米兰标准内肝细胞癌的肝切除术与肝移植术对比:18421例患者的荟萃分析

Liver resection versus liver transplantation for hepatocellular carcinoma within Milan criteria: a meta-analysis of 18,421 patients.

作者信息

Koh Jin Hean, Tan Darren Jun Hao, Ong Yuki, Lim Wen Hui, Ng Cheng Han, Tay Phoebe Wen Lin, Yong Jie Ning, Muthiah Mark D, Tan Eunice X, Pang Ning Qi, Kim Beom Kyung, Syn Nicholas, Kow Alfred, Goh Brian K P, Huang Daniel Q

机构信息

Yong Loo Lin School of Medicine, National University of Singapore, Singapore, Singapore.

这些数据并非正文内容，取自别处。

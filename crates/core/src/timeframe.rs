//! Ranking and analytics time windows.

use std::fmt;
use std::str::FromStr;

use chrono::Duration;
use serde::{Deserialize, Serialize};

use crate::error::CoreError;
use crate::types::Timestamp;

/// Time window that selects which ledger records count.
#[derive(Debug, Clone, Copy, PartialEq, Eq, PartialOrd, Ord, Hash, Serialize, Deserialize)]
#[serde(rename_all = "snake_case")]
pub enum Timeframe {
    Daily,
    Weekly,
    Monthly,
    AllTime,
}

impl Timeframe {
    pub const ALL: [Timeframe; 4] = [
        Timeframe::Daily,
        Timeframe::Weekly,
        Timeframe::Monthly,
        Timeframe::AllTime,
    ];

    pub fn as_str(self) -> &'static str {
        match self {
            Timeframe::Daily => "daily",
            Timeframe::Weekly => "weekly",
            Timeframe::Monthly => "monthly",
            Timeframe::AllTime => "all_time",
        }
    }

    /// Rolling window length, or `None` for all time.
    pub fn window(self) -> Option<Duration> {
        match self {
            Timeframe::Daily => Some(Duration::days(1)),
            Timeframe::Weekly => Some(Duration::days(7)),
            Timeframe::Monthly => Some(Duration::days(30)),
            Timeframe::AllTime => None,
        }
    }

    /// Inclusive lower bound of the window ending at `now`.
    pub fn window_start(self, now: Timestamp) -> Option<Timestamp> {
        self.window().map(|w| now - w)
    }

    /// Whether an event at `at` falls inside the window ending at `now`.
    ///
    /// Bounded windows are `start..=now`; events after `now` are excluded.
    pub fn contains(self, at: Timestamp, now: Timestamp) -> bool {
        match self.window_start(now) {
            Some(start) => at >= start && at <= now,
            None => true,
        }
    }
}

impl fmt::Display for Timeframe {
    fn fmt(&self, f: &mut fmt::Formatter<'_>) -> fmt::Result {
        f.write_str(self.as_str())
    }
}

impl FromStr for Timeframe {
    type Err = CoreError;

    fn from_str(s: &str) -> Result<Self, Self::Err> {
        Timeframe::ALL
            .into_iter()
            .find(|t| t.as_str() == s)
            .ok_or_else(|| {
                CoreError::Validation(format!(
                    "Unknown timeframe '{s}'. Expected one of: daily, weekly, monthly, all_time"
                ))
            })
    }
}

#[cfg(test)]
mod tests {
    use chrono::{TimeZone, Utc};

    use super::*;

    fn now() -> Timestamp {
        Utc.with_ymd_and_hms(2026, 5, 20, 12, 0, 0).unwrap()
    }

    #[test]
    fn all_time_has_no_window() {
        assert!(Timeframe::AllTime.window_start(now()).is_none());
        assert!(Timeframe::AllTime.contains(Utc.with_ymd_and_hms(2001, 1, 1, 0, 0, 0).unwrap(), now()));
    }

    #[test]
    fn weekly_window_is_seven_days() {
        let start = Timeframe::Weekly.window_start(now()).unwrap();
        assert_eq!(now() - start, Duration::days(7));
    }

    #[test]
    fn window_lower_bound_is_inclusive() {
        let start = Timeframe::Daily.window_start(now()).unwrap();
        assert!(Timeframe::Daily.contains(start, now()));
        assert!(!Timeframe::Daily.contains(start - Duration::seconds(1), now()));
    }

    #[test]
    fn window_upper_bound_is_now() {
        assert!(Timeframe::Weekly.contains(now(), now()));
        assert!(!Timeframe::Weekly.contains(now() + Duration::seconds(1), now()));
    }

    #[test]
    fn parse_round_trips() {
        for t in Timeframe::ALL {
            assert_eq!(t.as_str().parse::<Timeframe>().unwrap(), t);
        }
        assert!("yearly".parse::<Timeframe>().is_err());
    }
}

Division of Gastroenterology and Hepatology, Department of Medicine, National University Hospital, Singapore, Singapore.

出版信息

Hepatobiliary Surg Nutr. 2022 Feb;11(1):78-93. doi: 10.21037/hbsn-21-350.

Abstract

BACKGROUND

Outcomes after liver resection (LR) and liver transplantation (LT) for hepatocellular carcinoma (HCC) are heterogenous and may vary by region, over time periods and disease burden. We aimed to compare overall survival (OS) and disease-free survival (DFS) between LT versus LR for HCC within the Milan criteria.

METHODS

Two authors independently searched Medline and Embase databases for studies comparing survival after LT and LR for patients with HCC meeting the Milan criteria. Meta-analyses and metaregression were conducted using random-effects models.

RESULTS

We screened 2,278 studies and included 35 studies with 18,421 patients. LR was associated with poorer OS [hazard ratio (HR) =1.44; 95% confidence interval (CI): 1.14-1.81; P<0.01] and DFS (HR =2.71; 95% CI: 2.23-3.28; P<0.01) compared to LT, with similar findings among intention-to-treat (ITT) studies. In uninodular disease, OS in LR was comparable to LT (P=0.13) but DFS remained poorer (HR =2.95; 95% CI: 2.30-3.79; P<0.01). By region, LR had poorer OS versus LT in North America and Europe (P≤0.01), but not Asia (P=0.25). LR had inferior survival versus LT in studies completed before 2010 (P=0.01), but not after 2010 (P=0.12). Cohorts that underwent enhanced surveillance had comparable OS after LT and LR (P=0.33), but cohorts undergoing usual surveillance had worse OS after LR (HR =1.95; 95% CI: 1.24-3.07; P<0.01).

CONCLUSIONS

Mortality after LR for HCC is nearly 50% higher compared to LT. Survival between LR and LT were similar in uninodular disease. The risk of recurrence after LR is threefold that of LT.

摘要

背景

肝细胞癌(HCC)肝切除(LR)和肝移植(LT)后的预后存在异质性,可能因地区、时间段和疾病负担的不同而有所差异。我们旨在比较米兰标准内HCC患者LT与LR的总生存期(OS)和无病生存期(DFS)。

方法

两位作者独立检索了Medline和Embase数据库,以查找比较符合米兰标准的HCC患者LT和LR后生存期的研究。使用随机效应模型进行荟萃分析和元回归分析。

结果

我们筛选了2278项研究,纳入了35项研究,共18421例患者。与LT相比,LR的OS较差[风险比(HR)=1.44;95%置信区间(CI):1.14-1.81;P<0.01],DFS也较差(HR =2.71;95%CI:2.23-3.28;P<0.01),意向性治疗(ITT)研究中的结果相似。在单结节疾病中,LR的OS与LT相当(P=0.13),但DFS仍然较差(HR =2.95;95%CI:2.30-3.79;P<0.01)。按地区划分,在北美和欧洲,LR的OS比LT差(P≤0.01),但在亚洲并非如此(P=0.25)。在2010年之前完成的研究中,LR的生存期比LT差(P=0.01),但在2010年之后并非如此(P=0.12)。接受强化监测的队列在LT和LR后的OS相当(P=0.33),但接受常规监测的队列在LR后的OS较差(HR =1.95;95%CI:1.24-3.07;P<0.01)。

结论

HCC患者LR后的死亡率比LT高近50%。单结节疾病中LR和LT的生存期相似。LR后复发风险是LT的三倍。